Giovanni "John" Bonventre (April 18, 1901 – 1970s?) was a New York mobster with the Bonanno crime family.

==Early years==
Born in Castellammare del Golfo, Sicily, Bonventre immigrated to New York with his family. The family settled in the Williamsburg, Brooklyn, a stronghold of immigrants from their village. Bonventre soon joined the local Castellammarese criminal organization, the precursor of the modern Bonanno crime family. Boss Cola Schiro ran the organization until 1930, when he was forced out by Salvatore Maranzano. Bonventre was the uncle of family founder Joseph Bonanno, who himself immigrated to New York City in 1924. Bonventre's nephews were Joseph Profaci, the future founder of the Profaci crime family and Cesare Bonventre. Bonventre married Caterina Vitale, but it is unknown if they had any children.

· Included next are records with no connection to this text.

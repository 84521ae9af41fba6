//! Common types used across Depfleet components.

use chrono::{DateTime, Utc};
use serde::{Deserialize, Serialize};
use std::collections::BTreeMap;

use crate::pipeline::PipelineSpec;

/// Label carrying the Depfleet component that owns an object.
pub const LABEL_COMPONENT: &str = "depfleet/component";
/// Label carrying the hosting platform an execution targets.
pub const LABEL_PLATFORM: &str = "depfleet/platform";
/// Label carrying the hosting platform's host name.
pub const LABEL_HOST: &str = "depfleet/host";
/// Label carrying the repository an execution pod is updating.
pub const LABEL_REPOSITORY: &str = "depfleet/repository";
/// Label linking an execution pod back to its `QueuedExecution`.
pub const LABEL_EXECUTION: &str = "depfleet/execution";
/// Label marking a secret as an operator-managed static credential.
pub const LABEL_CREDENTIAL: &str = "depfleet/credential";

/// Component label value for rendered update runs.
pub const COMPONENT_UPDATE_RUN: &str = "update-run";
/// The single data key a rendered credential secret holds.
pub const TOKEN_DATA_KEY: &str = "token";
/// The data key the rendered config object stores the task payload under.
pub const TASKS_DATA_KEY: &str = "tasks";

/// Hosting platform a repository lives on.
#[derive(Debug, Clone, Copy, PartialEq, Eq, PartialOrd, Ord, Hash, Serialize, Deserialize)]
#[serde(rename_all = "snake_case")]
pub enum Platform {
    /// Installable-application model: per-installation access tokens.
    Github,
    /// Static-token model: operator-managed personal access tokens.
    Gitea,
}

impl Platform {
    /// Stable label value for this platform.
    pub fn as_str(&self) -> &'static str {
        match self {
            Self::Github => "github",
            Self::Gitea => "gitea",
        }
    }

    /// Parse a label value back into a platform.
    pub fn from_label(value: &str) -> Option<Self> {
        match value {
            "github" => Some(Self::Github),
            "gitea" => Some(Self::Gitea),
            _ => None,
        }
    }
}

impl std::fmt::Display for Platform {
    fn fmt(&self, f: &mut std::fmt::Formatter<'_>) -> std::fmt::Result {
        write!(f, "{}", self.as_str())
    }
}

/// One target repository inside an [`ExecutionTask`].
///
/// Base branches keep insertion order; duplicates are rejected so a branch
/// never appears twice in a rendered task.
#[derive(Debug, Clone, PartialEq, Eq, Serialize, Deserialize)]
pub struct RepositoryRef {
    /// Repository path (`owner/name`, possibly host-prefixed).
    pub repository: String,
    /// Branches the update run targets for this repository.
    #[serde(default)]
    pub base_branches: Vec<String>,
}

impl RepositoryRef {
    pub fn new(repository: impl Into<String>) -> Self {
        Self {
            repository: repository.into(),
            base_branches: Vec::new(),
        }
    }

    /// Add a base branch, returning `false` when it is already present.
    pub fn add_base_branch(&mut self, branch: impl Into<String>) -> bool {
        let branch = branch.into();
        if self.base_branches.iter().any(|b| *b == branch) {
            return false;
        }
        self.base_branches.push(branch);
        true
    }
}

/// Credential + target bundle rendered into one update run.
///
/// Mutable only while the trigger is still assembling it; once the execution
/// objects are created the task is never touched again.
#[derive(Debug, Clone, PartialEq, Eq, Serialize, Deserialize)]
pub struct ExecutionTask {
    pub platform: Platform,
    pub username: String,
    pub git_author: String,
    pub token: String,
    pub api_endpoint: String,
    /// Target repositories in insertion order.
    pub repositories: Vec<RepositoryRef>,
}

impl ExecutionTask {
    /// Merge a repository/branch pair into the task.
    ///
    /// A repository already present (same credential bundle) gains the new
    /// branch instead of producing a second entry, so shared credentials
    /// yield one execution per repository rather than one per branch.
    pub fn add_repository(&mut self, repository: &str, base_branch: &str) {
        if let Some(existing) = self
            .repositories
            .iter_mut()
            .find(|r| r.repository == repository)
        {
            existing.add_base_branch(base_branch);
            return;
        }
        let mut entry = RepositoryRef::new(repository);
        entry.add_base_branch(base_branch);
        self.repositories.push(entry);
    }

    /// JSON payload written into the rendered config object.
    ///
    /// The token travels in the execution's secret, never in the config
    /// payload; everything else in the bundle is included verbatim.
    pub fn payload(&self) -> serde_json::Value {
        serde_json::json!({
            "platform": self.platform,
            "username": self.username,
            "git_author": self.git_author,
            "api_endpoint": self.api_endpoint,
            "repositories": self.repositories,
        })
    }
}

/// Lifecycle of a queued update run.
///
/// `Pending` is the only non-terminal predecessor state; `Active` is entered
/// exactly once, and terminal states are never re-entered.
#[derive(Debug, Clone, Copy, PartialEq, Eq, Serialize, Deserialize)]
#[serde(rename_all = "snake_case")]
pub enum ExecutionStatus {
    Pending,
    Active,
    Succeeded,
    Failed,
    Cancelled,
}

impl ExecutionStatus {
    /// Whether this status ends the execution's lifecycle.
    pub fn is_terminal(&self) -> bool {
        matches!(self, Self::Succeeded | Self::Failed | Self::Cancelled)
    }
}

impl std::fmt::Display for ExecutionStatus {
    fn fmt(&self, f: &mut std::fmt::Formatter<'_>) -> std::fmt::Result {
        match self {
            Self::Pending => write!(f, "pending"),
            Self::Active => write!(f, "active"),
            Self::Succeeded => write!(f, "succeeded"),
            Self::Failed => write!(f, "failed"),
            Self::Cancelled => write!(f, "cancelled"),
        }
    }
}

/// One unit of rendered work submitted to the pipeline-execution engine.
#[derive(Debug, Clone, PartialEq, Serialize, Deserialize)]
pub struct QueuedExecution {
    pub name: String,
    pub namespace: String,
    pub creation_time: DateTime<Utc>,
    pub status: ExecutionStatus,
    #[serde(default)]
    pub labels: BTreeMap<String, String>,
    /// Rendered pipeline definition handed to the execution engine.
    #[serde(default, skip_serializing_if = "Option::is_none")]
    pub spec: Option<PipelineSpec>,
    /// Reason attached when the execution was cancelled.
    #[serde(default, skip_serializing_if = "Option::is_none")]
    pub failure_reason: Option<String>,
    /// Set by the execution engine when a terminal status is written.
    #[serde(default, skip_serializing_if = "Option::is_none")]
    pub completed_at: Option<DateTime<Utc>>,
}

impl QueuedExecution {
    /// Create a Pending execution stamped with the current time.
    pub fn pending(
        name: impl Into<String>,
        namespace: impl Into<String>,
        labels: BTreeMap<String, String>,
    ) -> Self {
        Self {
            name: name.into(),
            namespace: namespace.into(),
            creation_time: Utc::now(),
            status: ExecutionStatus::Pending,
            labels,
            spec: None,
            failure_reason: None,
            completed_at: None,
        }
    }

    /// Attempt a status transition, returning `false` when it is illegal.
    ///
    /// Legal moves are Pending -> Active and Pending/Active -> terminal.
    /// Terminal states accept nothing.
    pub fn transition(&mut self, next: ExecutionStatus) -> bool {
        let legal = match (self.status, next) {
            (ExecutionStatus::Pending, ExecutionStatus::Active) => true,
            (ExecutionStatus::Pending | ExecutionStatus::Active, n) if n.is_terminal() => true,
            _ => false,
        };
        if legal {
            self.status = next;
            if next.is_terminal() && self.completed_at.is_none() {
                self.completed_at = Some(Utc::now());
            }
        }
        legal
    }
}

#[cfg(test)]
mod tests {
    use super::*;

    #[test]
    fn repository_ref_rejects_duplicate_branches() {
        let mut repo = RepositoryRef::new("acme/widgets");
        assert!(repo.add_base_branch("main"));
        assert!(repo.add_base_branch("release-1.x"));
        assert!(!repo.add_base_branch("main"));
        assert_eq!(repo.base_branches, vec!["main", "release-1.x"]);
    }

    fn task() -> ExecutionTask {
        ExecutionTask {
            platform: Platform::Github,
            username: "depfleet[bot]".to_string(),
            git_author: "Depfleet Bot <bot@depfleet.io>".to_string(),
            token: "ghs_secret".to_string(),
            api_endpoint: "https://api.github.com".to_string(),
            repositories: Vec::new(),
        }
    }

    #[test]
    fn task_merges_branches_for_shared_credential() {
        let mut task = task();
        task.add_repository("acme/widgets", "main");
        task.add_repository("acme/gadgets", "main");
        task.add_repository("acme/widgets", "release-1.x");
        task.add_repository("acme/widgets", "main");

        assert_eq!(task.repositories.len(), 2);
        assert_eq!(task.repositories[0].repository, "acme/widgets");
        assert_eq!(task.repositories[0].base_branches, vec!["main", "release-1.x"]);
        assert_eq!(task.repositories[1].repository, "acme/gadgets");
    }

    #[test]
    fn task_payload_omits_token() {
        let mut task = task();
        task.add_repository("acme/widgets", "main");

        let payload = task.payload();
        assert_eq!(payload["platform"], "github");
        assert_eq!(payload["repositories"][0]["repository"], "acme/widgets");
        assert!(payload.get("token").is_none());
        assert!(!payload.to_string().contains("ghs_secret"));
    }

    #[test]
    fn status_transitions_follow_state_machine() {
        let mut execution =
            QueuedExecution::pending("update-github-1", "updates", BTreeMap::new());

        assert!(!execution.transition(ExecutionStatus::Pending));
        assert!(execution.transition(ExecutionStatus::Active));
        assert_eq!(execution.status, ExecutionStatus::Active);

        // Active is entered exactly once.
        assert!(!execution.transition(ExecutionStatus::Active));

        assert!(execution.transition(ExecutionStatus::Succeeded));
        assert!(execution.completed_at.is_some());

        // Terminal states are never re-entered or left.
        assert!(!execution.transition(ExecutionStatus::Failed));
        assert!(!execution.transition(ExecutionStatus::Active));
        assert_eq!(execution.status, ExecutionStatus::Succeeded);
    }

    #[test]
    fn pending_may_terminate_without_activation() {
        let mut execution = QueuedExecution::pending("update-gitea-1", "updates", BTreeMap::new());
        assert!(execution.transition(ExecutionStatus::Cancelled));
        assert_eq!(execution.status, ExecutionStatus::Cancelled);
    }

    #[test]
    fn platform_label_round_trip() {
        assert_eq!(Platform::from_label("github"), Some(Platform::Github));
        assert_eq!(Platform::from_label("gitea"), Some(Platform::Gitea));
        assert_eq!(Platform::from_label("bitbucket"), None);
        assert_eq!(Platform::Gitea.to_string(), "gitea");
    }
}
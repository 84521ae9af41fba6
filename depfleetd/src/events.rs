//! Event broadcast utilities for daemon telemetry.
//!
//! Control loops publish JSON-line events (execution admitted, completed,
//! cancelled, credential repaired, trigger finished) that observers can
//! subscribe to without coupling to any loop's internals.

use chrono::Utc;
use serde::Serialize;
use serde_json::json;
use tokio::sync::broadcast;
use tracing::warn;

const DEFAULT_BUFFER: usize = 256;

/// Broadcast channel for daemon events (JSON lines).
#[derive(Clone)]
pub struct EventBus {
    sender: broadcast::Sender<String>,
}

impl EventBus {
    /// Create a new event bus with the provided buffer size.
    ///
    /// Note: the effective buffer is clamped to at least `DEFAULT_BUFFER` to
    /// avoid frequent lag/drop behavior for bursty event streams.
    pub fn new(buffer: usize) -> Self {
        let buffer = buffer.max(1).max(DEFAULT_BUFFER);
        let (sender, _) = broadcast::channel(buffer);
        Self { sender }
    }

    /// Subscribe to the event stream.
    pub fn subscribe(&self) -> broadcast::Receiver<String> {
        self.sender.subscribe()
    }

    /// Emit a structured event with payload.
    pub fn emit<T: Serialize>(&self, event: &str, data: &T) {
        let payload = json!({
            "event": event,
            "data": data,
            "timestamp": Utc::now().to_rfc3339(),
        });
        match serde_json::to_string(&payload) {
            Ok(serialized) => {
                let _ = self.sender.send(serialized);
            }
            Err(err) => warn!("Failed to serialize event {}: {}", event, err),
        }
    }
}

#[cfg(test)]
mod tests {
    use super::*;
    use std::time::Duration;

    #[tokio::test]
    async fn emit_sends_json_with_event_data_and_timestamp() {
        let bus = EventBus::new(1);
        let mut rx = bus.subscribe();

        let data = json!({ "execution": "update-github-ab12", "status": "active" });
        bus.emit("execution_admitted", &data);

        let msg = tokio::time::timeout(Duration::from_millis(50), rx.recv())
            .await
            .expect("timed out waiting for event")
            .expect("broadcast recv failed");

        let parsed: serde_json::Value = serde_json::from_str(&msg).expect("invalid json");
        assert_eq!(parsed["event"], "execution_admitted");
        assert_eq!(parsed["data"]["execution"], "update-github-ab12");
        let ts = parsed["timestamp"]
            .as_str()
            .expect("timestamp should be string");
        chrono::DateTime::parse_from_rfc3339(ts).expect("timestamp should be RFC3339");
    }

    #[tokio::test]
    async fn subscribers_each_receive_events() {
        let bus = EventBus::new(8);
        let mut rx1 = bus.subscribe();
        let mut rx2 = bus.subscribe();

        bus.emit("trigger_completed", &json!({ "executions": 3 }));

        assert!(rx1.recv().await.unwrap().contains("trigger_completed"));
        assert!(rx2.recv().await.unwrap().contains("trigger_completed"));
    }

    #[derive(Serialize)]
    struct NonFiniteData {
        value: f64,
    }

    #[tokio::test]
    async fn emit_does_not_send_when_serialization_fails() {
        let bus = EventBus::new(1);
        let mut rx = bus.subscribe();

        let bad = NonFiniteData { value: f64::NAN };
        bus.emit("bad_event", &bad);

        // serde_json rejects non-finite floats, so no message arrives.
        let result = tokio::time::timeout(Duration::from_millis(25), rx.recv()).await;
        assert!(result.is_err(), "unexpectedly received an event");
    }
}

==Association with Bonanno family==
With the end of the Castellammarese War, a major conflict between the Sicilian clans in New York, Bonanno became boss of the reorganized Bonanno family and Bonventre became a caporegime, the captain of a crew of mobsters. That same year, Bonanno and Bonventre purchased a dairy farm near Middletown, New York in the Catskill Mountains. The farm's main product was mozzarella cheese; Bonanno and Bonventre used their mob influence to eventually dominate the production of this cheese in New York State, Wisconsin, and Vermont. Bonventre's other business ventures included a garment factory in Brooklyn. At some point, Bonventre was promoted to family underboss, directly under Bonanno.

==Move to Sicily==
In 1950, Bonventre decided to move back to Sicily. However, this move did not end his involvement in the Bonanno family. In 1957, Bonventre attended the abortive Apalachin Conference of American Cosa Nostra leaders in rural Apalachin, New York that was broken up by New York State Police; Bonanno and Bonventre were picked up by police as they tried to escape the meeting site through a field. In September 1957 Bonventre had attended several meetings in Palermo, Sicily with Bonanno and the exiled mob boss Charles "Lucky" Luciano.

In May 1971, Italian Carabinieri police banished Bonventre and 14 other Sicilian Mafia leaders to Filicudi, a 3 mi island off the coast of Sicily.